Ext.ux.albeva.LoginDialog({
encrypt : function (pswd) { return md5(pswd); } // this is example. You could use any encyryption method suitable for you
})



but why use alert instead of Ext.MessageBox.alert? What you mean? That I show "Login denied" on the dialog itself? I didn't wan't to have yet another dialog to popup on top of it. "failure" event is raised when request fails. You can use this to customize login failure report to your liking.
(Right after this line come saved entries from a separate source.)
fn print_records(title: &str, records: &[&ResidualRecord]) {
    println!();
    println!("{title}");
    println!(
        "  {:<16} {:<40} {:>9} {:>9} {:>9} {:>6}",
        "entity", "label", "actual", "expected", "residual", "n"
    );
    for record in records {
        println!(
            "  {:<16} {:<40} {:>9.2} {:>9.2} {:>+9.2} {:>6}{}",
            record.entity_id,
            record.entity_label.as_deref().unwrap_or("-"),
            record.actual_score,
            record.predicted_score,
            record.residual,
            record.sample_count,
            if record.low_confidence { "  (low confidence)" } else { "" }
        );
    }
}

fn rank(args: RankArgs) -> Result<(), Box<dyn std::error::Error>> {
    let report = run(&args.run)?;
    print_report_header(&report);

    let ranking = &report.ranking;
    print_records(
        &format!("Top {} above expectation ({}-level)", args.top, ranking.level()),
        &ranking.top(args.top),
    );
    print_records(
        &format!("Bottom {} below expectation ({}-level)", args.top, ranking.level()),
        &ranking.bottom(args.top),
    );

    println!();
    if ranking.excluded_low_confidence() > 0 {
        println!(
            "{} low-confidence entities were excluded from the ranking.",
            ranking.excluded_low_confidence()
        );
    }
    println!("Note: {}", ranking.population_scoring_note());
    Ok(())
}
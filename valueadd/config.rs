//! # Run Configuration
//!
//! Everything a value-added run needs besides the table itself. A
//! configuration is normally read from a TOML file:
//!
//! ```toml
//! target = "punt_global"
//! entity = "cole_cod_dane_establecimiento"
//! label = "cole_nombre_establecimiento"
//! sample_count = "n_estudiantes"
//! aggregation_level = "school"
//!
//! [[covariates]]
//! name = "fami_estratovivienda"
//! kind = "categorical"
//!
//! [[covariates]]
//! name = "cole_naturaleza"
//! kind = "categorical"
//!
//! [model]
//! family = "random_forest"
//! n_estimators = 200
//! ```
//!
//! Omitted keys take their defaults; unknown keys are rejected.

use crate::assemble::ColumnSelection;
use crate::encode::UnseenCategoryPolicy;
use crate::ensemble::ModelSpec;
use crate::rank::{LowConfidencePolicy, RankingOptions};
use crate::types::{AggregationLevel, CovariateSchema};
use serde::{Deserialize, Serialize};
use std::collections::HashSet;
use std::fs;
use std::path::Path;
use thiserror::Error;

#[derive(Error, Debug)]
pub enum ConfigError {
    #[error("Failed to read configuration file: {0}")]
    IoError(#[from] std::io::Error),
    #[error("Failed to parse TOML configuration: {0}")]
    TomlParseError(#[from] toml::de::Error),
    #[error("Failed to serialize configuration to TOML: {0}")]
    TomlSerializeError(#[from] toml::ser::Error),
    #[error("Invalid configuration: {0}")]
    Invalid(String),
}

#[derive(Debug, Clone, PartialEq, Serialize, Deserialize)]
#[serde(deny_unknown_fields)]
pub struct RunConfig {
    pub target: String,
    pub covariates: CovariateSchema,
    pub entity: String,
    #[serde(default, skip_serializing_if = "Option::is_none")]
    pub label: Option<String>,
    /// Column holding the students behind each row, for tables with one row per school.
    #[serde(default, skip_serializing_if = "Option::is_none")]
    pub sample_count: Option<String>,
    #[serde(default = "defaults::min_rows")]
    pub min_rows: usize,
    #[serde(default = "defaults::test_fraction")]
    pub test_fraction: f64,
    #[serde(default = "defaults::random_seed")]
    pub random_seed: u64,
    #[serde(default)]
    pub aggregation_level: AggregationLevel,
    #[serde(default = "defaults::min_sample_count")]
    pub min_sample_count: usize,
    #[serde(default)]
    pub low_confidence: LowConfidencePolicy,
    #[serde(default)]
    pub unseen_category: UnseenCategoryPolicy,
    #[serde(default)]
    pub model: ModelSpec,
}

mod defaults {
    pub(super) fn min_rows() -> usize {
        30
    }

    pub(super) fn test_fraction() -> f64 {
        0.2
    }

    pub(super) fn random_seed() -> u64 {
        42
    }

    pub(super) fn min_sample_count() -> usize {
        10
    }
}

impl RunConfig {
    /// A configuration with every optional setting at its default.
    pub fn new(
        target: impl Into<String>,
        covariates: CovariateSchema,
        entity: impl Into<String>,
    ) -> Self {
        Self {
            target: target.into(),
            covariates,
            entity: entity.into(),
            label: None,
            sample_count: None,
            min_rows: defaults::min_rows(),
            test_fraction: defaults::test_fraction(),
            random_seed: defaults::random_seed(),
            aggregation_level: AggregationLevel::default(),
            min_sample_count: defaults::min_sample_count(),
            low_confidence: LowConfidencePolicy::default(),
            unseen_category: UnseenCategoryPolicy::default(),
            model: ModelSpec::default(),
        }
    }

    pub fn from_toml_str(toml_string: &str) -> Result<Self, ConfigError> {
        Ok(toml::from_str(toml_string)?)
    }

    pub fn load(path: impl AsRef<Path>) -> Result<Self, ConfigError> {
        let toml_string = fs::read_to_string(path)?;
        Self::from_toml_str(&toml_string)
    }

    pub fn to_toml_string(&self) -> Result<String, ConfigError> {
        Ok(toml::to_string_pretty(self)?)
    }

    /// Checks every setting before any data is touched.
    pub fn validate(&self) -> Result<(), ConfigError> {
        let invalid = |message: String| Err(ConfigError::Invalid(message));

        if self.target.trim().is_empty() {
            return invalid("target column name is empty".to_string());
        }
        if self.entity.trim().is_empty() {
            return invalid("entity column name is empty".to_string());
        }
        if self
            .sample_count
            .as_deref()
            .is_some_and(|name| name.trim().is_empty())
        {
            return invalid("sample_count column name is empty".to_string());
        }
        if self.covariates.is_empty() {
            return invalid("at least one covariate is required".to_string());
        }
        let mut seen = HashSet::new();
        for covariate in &self.covariates {
            if covariate.name.trim().is_empty() {
                return invalid("covariate names must not be empty".to_string());
            }
            if !seen.insert(covariate.name.as_str()) {
                return invalid(format!("covariate '{}' is listed twice", covariate.name));
            }
        }
        if !(self.test_fraction > 0.0 && self.test_fraction < 1.0) {
            return invalid(format!(
                "test_fraction must lie strictly between 0 and 1, got {}",
                self.test_fraction
            ));
        }
        if self.min_rows < 2 {
            return invalid(format!(
                "min_rows must be at least 2 so both partitions can be non-empty, got {}",
                self.min_rows
            ));
        }
        if self.min_sample_count == 0 {
            return invalid("min_sample_count must be at least 1".to_string());
        }
        self.model.validate().map_err(ConfigError::Invalid)
    }

    pub fn selection(&self) -> ColumnSelection {
        ColumnSelection {
            target: self.target.clone(),
            covariates: self.covariates.clone(),
            entity: self.entity.clone(),
            label: self.label.clone(),
            sample_count: self.sample_count.clone(),
        }
    }

    pub fn ranking_options(&self) -> RankingOptions {
        RankingOptions {
            level: self.aggregation_level,
            min_sample_count: self.min_sample_count,
            low_confidence: self.low_confidence,
        }
    }
}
galdaka - I saw your extension. It is nice - Great Job. However it is heavy. Didn't suit my needs that well. I did credit you in the readme file supplied with the download. I used an Icon from your package and an idea of having "info" area. Hope you don't mind.

Fabyo
28 Nov 2008, 6:48 PM
I made some improvements in its code, now he validate the fields and press the enter key when he focus the field, where the 2 fields are not empty press the enter and submit ()



submit : function ()
{

var login = Ext.getCmp(this.usernameId);
var senha = Ext.getCmp(this.passwordId);

if(Ext.isEmpty(login.getValue())) {
login.focus();
return false;
}

if(Ext.isEmpty(senha.getValue())) {
senha.focus();
return false;
}

LoginDialog is perfect

thanks

zhw511006
28 Nov 2008, 7:00 PM
where is your extension?
it can't open !

Fabyo
29 Nov 2008, 6:36 PM
http://fbdevzone.com/logindlg/

zhw511006
30 Nov 2008, 6:38 AM
Thank you for helping !

albeva
2 Dec 2008, 8:34 PM
I made some improvements in its code, now he validate the fields and press the enter key when he focus the field, where the 2 fields are not empty press the enter and submit ()



submit : function ()
{

var login = Ext.getCmp(this.usernameId);
var senha = Ext.getCmp(this.passwordId);

if(Ext.isEmpty(login.getValue())) {
login.focus();
return false;
}

if(Ext.isEmpty(senha.getValue())) {
senha.focus();
return false;
}

LoginDialog is perfect

thanks

That's a nice idea. thanks. I will update the loginDialog with few other cleanup and fixes and additions. Thanks.